Level 1 – inputs to the
valuation methodology are quoted prices (unadjusted) for identical assets
or liabilities in active markets. An active market for the asset or liability is
a market in which the transactions for the asset or liability occur with
sufficient frequency and volume to provide pricing information on an ongoing
basis. As of December 31, 2009 and 2008, the Company carried certain marketable
equity securities at fair value hierarchy Level 1.
Level 2 – inputs to the
valuation methodology include quoted prices for similar assets and liabilities
in active markets, and inputs that are observable for the asset or liability,
either directly or indirectly, for substantially the full term of the financial
instrument. As of December 31, 2009 and 2008, the types of financial assets and
liabilities the Company carried at fair value hierarchy Level 2 included
securities available for sale, impaired loans secured by real estate and
derivative liabilities.
77
CRESCENT
FINANCIAL CORPORATION AND SUBSIDIARY
Notes
to Consolidated Financial Statements
December
31, 2009, 2008 and 2007
NOTE
P – ESTIMATED FAIR VALUES (Continued)
Level 3 – inputs to the
valuation methodology are unobservable and significant to the fair value
measurement. Unobservable inputs are supported by little or no market activity
or by the entity’s own assumptions. As of December 31, 2009 and 2008, while the
Company did not carry any financial assets or liabilities, measured on a
recurring basis, at fair value hierarchy Level 3, the Company did value certain
financial assets, measured on a non-recurring basis, at fair value hierarchy
Level 3.
Fair Value on a Recurring
Basis. The Company measures certain assets at fair value on a
recurring basis, as described below.
Investment
Securities Available-for-Sale
Investment
securities available-for-sale are recorded at fair value on a recurring basis.

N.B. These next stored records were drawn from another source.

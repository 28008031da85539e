use crate::{handle::NetHandle, protocol::replication_protocol::MemberKind};

/// Value of a single replicated member.
#[derive(Clone, Debug, PartialEq)]
pub enum MemberValue {
    Bool(bool),
    Unsigned(u64),
    Signed(i64),
    Float(f32),
    Bytes(Vec<u8>),
    /// Reference to another replicated object; `NetHandle::INVALID` is "none".
    Reference(NetHandle),
}

impl MemberValue {
    pub fn default_for(kind: &MemberKind) -> Self {
        match kind {
            MemberKind::Bool => MemberValue::Bool(false),
            MemberKind::Unsigned { .. } => MemberValue::Unsigned(0),
            MemberKind::Signed { .. } => MemberValue::Signed(0),
            MemberKind::Float => MemberValue::Float(0.0),
            MemberKind::Bytes { .. } => MemberValue::Bytes(Vec::new()),
            MemberKind::Reference { .. } => MemberValue::Reference(NetHandle::INVALID),
        }
    }

    /// Whether this value can be stored in a member of `kind`, including
    /// range checks for narrow integers and byte strings.
    pub fn fits(&self, kind: &MemberKind) -> bool {
        match (self, kind) {
            (MemberValue::Bool(_), MemberKind::Bool) => true,
            (MemberValue::Unsigned(value), MemberKind::Unsigned { bits }) => {
                *bits >= 64 || *value < (1u64 << bits)
            }
            (MemberValue::Signed(value), MemberKind::Signed { bits }) => {
                if *bits >= 64 {
                    return true;
                }
                let limit = 1i64 << (bits - 1);
                (-limit..limit).contains(value)
            }
            (MemberValue::Float(_), MemberKind::Float) => true,
            (MemberValue::Bytes(bytes), MemberKind::Bytes { max_len }) => {
                bytes.len() <= usize::from(*max_len)
            }
            (MemberValue::Reference(_), MemberKind::Reference { .. }) => true,
            _ => false,
        }
    }

    pub fn as_reference(&self) -> Option<NetHandle> {
        match self {
            MemberValue::Reference(handle) => Some(*handle),
            _ => None,
        }
    }
}

/// Current value of every member of one object, indexed like the protocol's
/// member table.
#[derive(Clone, Debug, PartialEq)]
pub struct ObjectState {
    values: Vec<MemberValue>,
}

impl ObjectState {
    pub fn new(values: Vec<MemberValue>) -> Self {
        Self { values }
    }

    pub fn values(&self) -> &[MemberValue] {
        &self.values
    }

    pub fn get(&self, member_index: usize) -> Option<&MemberValue> {
        self.values.get(member_index)
    }

    /// Overwrites one member; out-of-range indices are ignored.
    pub fn set(&mut self, member_index: usize, value: MemberValue) {
        if let Some(slot) = self.values.get_mut(member_index) {
            *slot = value;
        }
    }

    pub fn len(&self) -> usize {
        self.values.len()
    }

    pub fn is_empty(&self) -> bool {
        self.values.is_empty()
    }
}
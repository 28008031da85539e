pub mod error;
mod object_data;
mod object_registry;

pub use error::RegistryError;
pub use object_data::{
    DependentObjectInfo, DependentSchedulingHint, DestroyFlags, ReplicatedObjectData, SubObjectCondition,
};
pub use object_registry::{MaxInternalIndexListener, ObjectRegistry};
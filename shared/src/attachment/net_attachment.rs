use netrep_serde::{BitReader, BitWrite, BitWriter, Serde, SerdeErr, UnsignedVariableInteger};

/// Opaque payload sent alongside an object's state, e.g. a remote call.
#[derive(Clone, Debug, PartialEq, Eq)]
pub struct NetAttachment {
    payload: Box<[u8]>,
    bit_length: u32,
}

impl NetAttachment {
    pub fn new(payload: Box<[u8]>, bit_length: u32) -> Self {
        let bit_length = bit_length.min((payload.len() * 8) as u32);
        Self {
            payload,
            bit_length,
        }
    }

    pub fn from_bytes(bytes: Vec<u8>) -> Self {
        let bit_length = (bytes.len() * 8) as u32;
        Self {
            payload: bytes.into_boxed_slice(),
            bit_length,
        }
    }

    /// Attachment holding everything written to `writer`.
    pub fn from_writer(writer: BitWriter) -> Self {
        let bit_length = writer.bit_position();
        Self::new(writer.to_bytes(), bit_length)
    }

    pub fn payload(&self) -> &[u8] {
        &self.payload
    }

    pub fn bit_length(&self) -> u32 {
        self.bit_length
    }

    pub fn reader(&self) -> BitReader<'_> {
        BitReader::with_bit_length(&self.payload, self.bit_length)
    }

    /// Bit length, then the payload bits.
    pub fn ser(&self, writer: &mut dyn BitWrite) {
        UnsignedVariableInteger::<7>::new(self.bit_length).ser(writer);
        let whole_bytes = (self.bit_length / 8) as usize;
        for byte in &self.payload[..whole_bytes] {
            writer.write_byte(*byte);
        }
        let tail_bits = self.bit_length % 8;
        if tail_bits != 0 {
            writer.write_bits(u64::from(self.payload[whole_bytes]), tail_bits);
        }
    }

    pub fn de(reader: &mut BitReader, max_bit_length: u32) -> Result<Self, SerdeErr> {
        let bit_length = UnsignedVariableInteger::<7>::de(reader)?.get();
        if bit_length > u64::from(max_bit_length) {
            return Err(SerdeErr::ValueOutOfRange {
                value: bit_length,
                type_name: "attachment bit length",
            });
        }
        let bits = reader.copy_bits(bit_length as u32)?;
        Ok(Self::new(bits.bytes().into(), bits.bit_length()))
    }
}
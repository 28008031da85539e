use std::sync::Arc;

use crate::{
    bit_array::ChangeMask,
    handle::NetHandle,
    protocol::{ObjectState, ReplicationProtocol},
    types::{ConnectionId, InternalIndex, INVALID_INTERNAL_INDEX},
};

/// Per-child replication condition kept alongside a parent's child list.
#[derive(Clone, Copy, Debug, PartialEq, Eq, Hash, Default)]
pub enum SubObjectCondition {
    #[default]
    Always,
    /// Only the initial state is replicated; later changes are not.
    InitialOnly,
    /// Only replicated to one connection.
    OnlyConnection(ConnectionId),
}

impl SubObjectCondition {
    pub fn allows_connection(&self, connection: ConnectionId) -> bool {
        match self {
            SubObjectCondition::OnlyConnection(only) => *only == connection,
            _ => true,
        }
    }
}

/// How a dependent object is ordered relative to its parent.
#[derive(Clone, Copy, Debug, PartialEq, Eq, Hash, Default)]
pub enum DependentSchedulingHint {
    /// Scheduled together with the parent, right after it.
    #[default]
    Default,
    /// Always written before the parent in the same packet.
    ScheduleBeforeParent,
    /// Written before the parent only while the dependent still needs its
    /// initial state sent.
    ScheduleBeforeParentIfInitialState,
}

#[derive(Clone, Copy, Debug, PartialEq, Eq)]
pub struct DependentObjectInfo {
    pub index: InternalIndex,
    pub hint: DependentSchedulingHint,
}

#[derive(Clone, Copy, Debug, PartialEq, Eq, Default)]
pub struct DestroyFlags {
    /// Replicate one last state, then stop without destroying the remote
    /// instance.
    pub tear_off: bool,
    /// Destroy a static object's remote instance as well. Dynamic objects are
    /// always destroyed remotely.
    pub destroy_static_instance: bool,
}

/// Everything the registry keeps about one live object.
pub struct ReplicatedObjectData {
    pub(crate) handle: NetHandle,
    pub(crate) protocol: Arc<ReplicationProtocol>,
    pub(crate) state: ObjectState,
    pub(crate) root: InternalIndex,
    pub(crate) parent: InternalIndex,
    /// Every subobject in the hierarchy below a root, in attach order.
    pub(crate) sub_objects: Vec<InternalIndex>,
    pub(crate) children: Vec<InternalIndex>,
    /// Same length as `children` once any child has a condition.
    pub(crate) child_conditions: Option<Vec<SubObjectCondition>>,
    pub(crate) dependents: Vec<DependentObjectInfo>,
    pub(crate) dependent_parents: Vec<InternalIndex>,
    pub(crate) dirty_mask: ChangeMask,
    pub(crate) connection_refs: u32,
    pub(crate) is_remote: bool,
    pub(crate) tear_off: bool,
    pub(crate) dormant: bool,
    pub(crate) destroyed_startup: bool,
    pub(crate) pending_destroy: bool,
    /// Set on destruction-info placeholders: the static object they announce.
    pub(crate) destruction_info_target: Option<NetHandle>,
}

impl ReplicatedObjectData {
    pub(crate) fn new(handle: NetHandle, protocol: Arc<ReplicationProtocol>, state: ObjectState) -> Self {
        let dirty_mask = ChangeMask::new(protocol.change_mask_bit_count());
        Self {
            handle,
            protocol,
            state,
            root: INVALID_INTERNAL_INDEX,
            parent: INVALID_INTERNAL_INDEX,
            sub_objects: Vec::new(),
            children: Vec::new(),
            child_conditions: None,
            dependents: Vec::new(),
            dependent_parents: Vec::new(),
            dirty_mask,
            connection_refs: 0,
            is_remote: false,
            tear_off: false,
            dormant: false,
            destroyed_startup: false,
            pending_destroy: false,
            destruction_info_target: None,
        }
    }

    pub fn handle(&self) -> NetHandle {
        self.handle
    }

    pub fn protocol(&self) -> &Arc<ReplicationProtocol> {
        &self.protocol
    }

    pub fn state(&self) -> &ObjectState {
        &self.state
    }

    pub fn state_mut(&mut self) -> &mut ObjectState {
        &mut self.state
    }

    pub fn is_sub_object(&self) -> bool {
        self.root != INVALID_INTERNAL_INDEX
    }

    pub fn root(&self) -> InternalIndex {
        self.root
    }

    pub fn parent(&self) -> InternalIndex {
        self.parent
    }

    pub fn sub_objects(&self) -> &[InternalIndex] {
        &self.sub_objects
    }

    pub fn children(&self) -> &[InternalIndex] {
        &self.children
    }

    pub fn child_conditions(&self) -> Option<&[SubObjectCondition]> {
        self.child_conditions.as_deref()
    }

    pub fn dependents(&self) -> &[DependentObjectInfo] {
        &self.dependents
    }

    pub fn dependent_parents(&self) -> &[InternalIndex] {
        &self.dependent_parents
    }

    pub fn connection_refs(&self) -> u32 {
        self.connection_refs
    }

    pub fn is_pending_destroy(&self) -> bool {
        self.pending_destroy
    }

    pub fn is_torn_off(&self) -> bool {
        self.tear_off
    }

    pub fn is_dormant(&self) -> bool {
        self.dormant
    }

    pub fn is_remote(&self) -> bool {
        self.is_remote
    }

    pub fn destruction_info_target(&self) -> Option<NetHandle> {
        self.destruction_info_target
    }

    /// Whether ending replication should destroy the remote instance.
    pub fn destroy_instance(&self) -> bool {
        self.handle.is_dynamic() || self.destroyed_startup
    }
}
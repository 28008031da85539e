use netrep_shared::{
    AttachmentError, HandleKind, MemberKind, NetAttachment, NetHandle, Protocol, ReplicationConfig,
    ReplicationError, ReplicationProtocol, ReplicationSystem,
};

const PEER: u32 = 2;

fn system(config: ReplicationConfig) -> ReplicationSystem {
    let _ = env_logger::builder().is_test(true).try_init();
    let protocols = Protocol::builder()
        .add_replication_protocol(
            ReplicationProtocol::builder(1, "Bell")
                .member("rung", MemberKind::Bool)
                .build(),
        )
        .build();
    let mut system = ReplicationSystem::new(1, protocols, config);
    system.add_connection(PEER).unwrap();
    system
}

#[test]
fn test_attachment_to_object_outside_scope() {
    let mut system = system(ReplicationConfig::default());
    let handle = system.create_object(1, None, HandleKind::Dynamic).unwrap();
    system.set_in_scope(PEER, handle, false).unwrap();
    system.pre_send_update().unwrap();

    let result = system.queue_attachment(PEER, handle, true, NetAttachment::from_bytes(vec![1, 2]));

    assert_eq!(
        result,
        Err(ReplicationError::Attachment(AttachmentError::ObjectNotReplicated { handle }))
    );
}

#[test]
fn test_attachment_before_scope_update() {
    let mut system = system(ReplicationConfig::default());
    let handle = system.create_object(1, None, HandleKind::Dynamic).unwrap();

    // the connection only learns about the object in pre_send_update
    let result = system.queue_attachment(PEER, handle, false, NetAttachment::from_bytes(vec![7]));

    match result {
        Err(ReplicationError::Attachment(AttachmentError::ObjectNotReplicated { handle: rejected })) => {
            assert_eq!(rejected, handle);
        }
        _ => panic!("Expected ObjectNotReplicated error"),
    }

    system.pre_send_update().unwrap();
    assert!(system
        .queue_attachment(PEER, handle, false, NetAttachment::from_bytes(vec![7]))
        .is_ok());
}

#[test]
fn test_attachment_too_large() {
    let config = ReplicationConfig {
        max_huge_object_bits: 64,
        ..ReplicationConfig::default()
    };
    let mut system = system(config);
    let handle = system.create_object(1, None, HandleKind::Dynamic).unwrap();
    system.pre_send_update().unwrap();

    let result = system.queue_attachment(PEER, handle, true, NetAttachment::from_bytes(vec![0; 9]));

    assert_eq!(
        result,
        Err(ReplicationError::Attachment(AttachmentError::AttachmentTooLarge {
            bit_length: 72,
            max_bits: 64
        }))
    );
}

#[test]
fn test_attachment_to_unknown_object() {
    let mut system = system(ReplicationConfig::default());
    let stranger = NetHandle::from_id(90);

    let result = system.queue_attachment(PEER, stranger, true, NetAttachment::from_bytes(vec![1]));

    assert!(matches!(result, Err(ReplicationError::Registry(_))));
}

#[test]
fn test_attachment_error_display() {
    assert_eq!(
        AttachmentError::ReliableQueueFull {
            handle: NetHandle::from_id(8),
            limit: 16
        }
        .to_string(),
        "Reliable attachment queue for 8 is full (16 queued)"
    );
    assert_eq!(
        AttachmentError::AttachmentTooLarge {
            bit_length: 72,
            max_bits: 64
        }
        .to_string(),
        "Attachment of 72 bits exceeds the 64 bit limit"
    );
}

#[test]
fn test_attachment_error_debug_and_clone() {
    let error = AttachmentError::ObjectNotReplicated {
        handle: NetHandle::from_id(12),
    };

    assert_eq!(error.clone(), error);
    assert!(format!("{:?}", error).contains("ObjectNotReplicated"));
}

#[test]
fn test_attachment_error_is_send_sync() {
    fn assert_send_sync<T: Send + Sync>() {}
    assert_send_sync::<AttachmentError>();
}
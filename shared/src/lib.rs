//! # Netrep Shared
//! Object replication for networked simulations: identity, scheduling,
//! delta-compressed serialization and reception of replicated objects.

#![deny(trivial_numeric_casts, unstable_features, unused_import_braces)]

#[macro_use]
extern crate cfg_if;

cfg_if! {
    if #[cfg(target_pointer_width = "16")]
    {
        // Internal indices address per-object arrays directly
        compile_error!("'netrep_shared' crate needs at least a 32-bit target: internal indices are used as array offsets.");
    }
}

pub use netrep_serde::{
    BitCounter, BitReader, BitWrite, BitWriter, ConstBitLength, OwnedBitReader, Serde, SerdeErr,
    UnsignedInteger, UnsignedVariableInteger, MTU_SIZE_BITS, MTU_SIZE_BYTES,
};

mod bit_array;
mod bridge;
mod config;
mod connection;
mod constants;
mod error;
mod handle;
mod replication_system;
mod types;
mod wrapping_number;

pub mod attachment;
pub mod protocol;
pub mod reader;
pub mod registry;
pub mod writer;

pub use attachment::{AttachmentError, NetAttachment};
pub use bit_array::{BitArray, ChangeMask};
pub use bridge::{BridgeError, EndReplicationFlags, ReplicationBridge, StateUpdate};
pub use config::{PriorityFn, ReplicationConfig};
pub use connection::Connection;
pub use constants::{
    BATCH_COUNT_BIT_COUNT, DESTROY_HEADER_BIT_COUNT, DESTROY_HEADER_DESTROY_INSTANCE,
    DESTROY_HEADER_END_REPLICATION, DESTROY_HEADER_TEAR_OFF, MAX_HUGE_OBJECT_FRAGMENTS_IN_FLIGHT,
};
pub use error::ReplicationError;
pub use handle::{HandleAllocator, HandleKind, NetHandle};
pub use protocol::{
    MemberKind, MemberReference, MemberValue, ObjectState, Protocol, ProtocolError, ProtocolPlugin,
    ReplicationMember, ReplicationProtocol, ReplicationProtocolBuilder,
};
pub use reader::{ReaderError, ReaderEvent, ReplicationReader};
pub use registry::{
    DependentSchedulingHint, DestroyFlags, ObjectRegistry, RegistryError, SubObjectCondition,
};
pub use replication_system::ReplicationSystem;
pub use types::{
    ConnectionId, DeliveryStatus, InternalIndex, ProtocolId, WriteResult, INVALID_INTERNAL_INDEX,
    OOB_ATTACHMENT_INDEX,
};
pub use wrapping_number::{sequence_greater_than, sequence_less_than, SequenceNumber};
pub use writer::{ReplicatedObjectState, ReplicationWriter, StateTransitionError, WriterError};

Fair value measurement is based upon quoted prices, if available. If quoted
prices are not available, fair values are measured using independent pricing
models or other model-based valuation techniques such as the present value of
future cash flows, adjusted for the security’s credit rating, prepayment
assumptions and other factors such as credit loss assumptions. Level 1
securities include those traded on an active exchange, such as the New York
Stock Exchange, U.S. Treasury securities that are traded by dealers or brokers
in active over-the-counter markets and money market funds. Level 2
securities include mortgage-backed securities issued by government sponsored
entities, municipal bonds and corporate debt securities. Securities classified
as Level 3 include asset-backed securities in less liquid markets.
Derivative
Liabilities
Derivative
instruments at December 31, 2009 include interest rate swaps and are valued
using models developed by third-party providers. This type of
derivative is classified as Level 2 within the hierarchy.
The
Company utilizes valuation techniques that maximize the use of observable inputs
and minimize the use of unobservable inputs.
Fair Value on a Nonrecurring
Basis. The Company measures certain assets at fair value on a
nonrecurring basis, as described below.
Loans
The
Company does not record loans at fair value on a recurring basis. However, from
time to time, a loan is considered impaired and an allowance for loan losses is
established. Loans for which it is probable that payment of interest and
principal will not be made in accordance with the contractual terms of the loan
agreement are considered impaired. The fair value of impaired loans is estimated
using one of several methods, including collateral value, market value of
similar debt, enterprise value, liquidation value and discounted cash flows.
Those impaired loans not requiring an allowance represent loans for which the
fair value of the expected repayments or collateral exceed the recorded
investments in such loans. At December 31, 2009, substantially all of the total
impaired loans were evaluated based on the fair value of the collateral.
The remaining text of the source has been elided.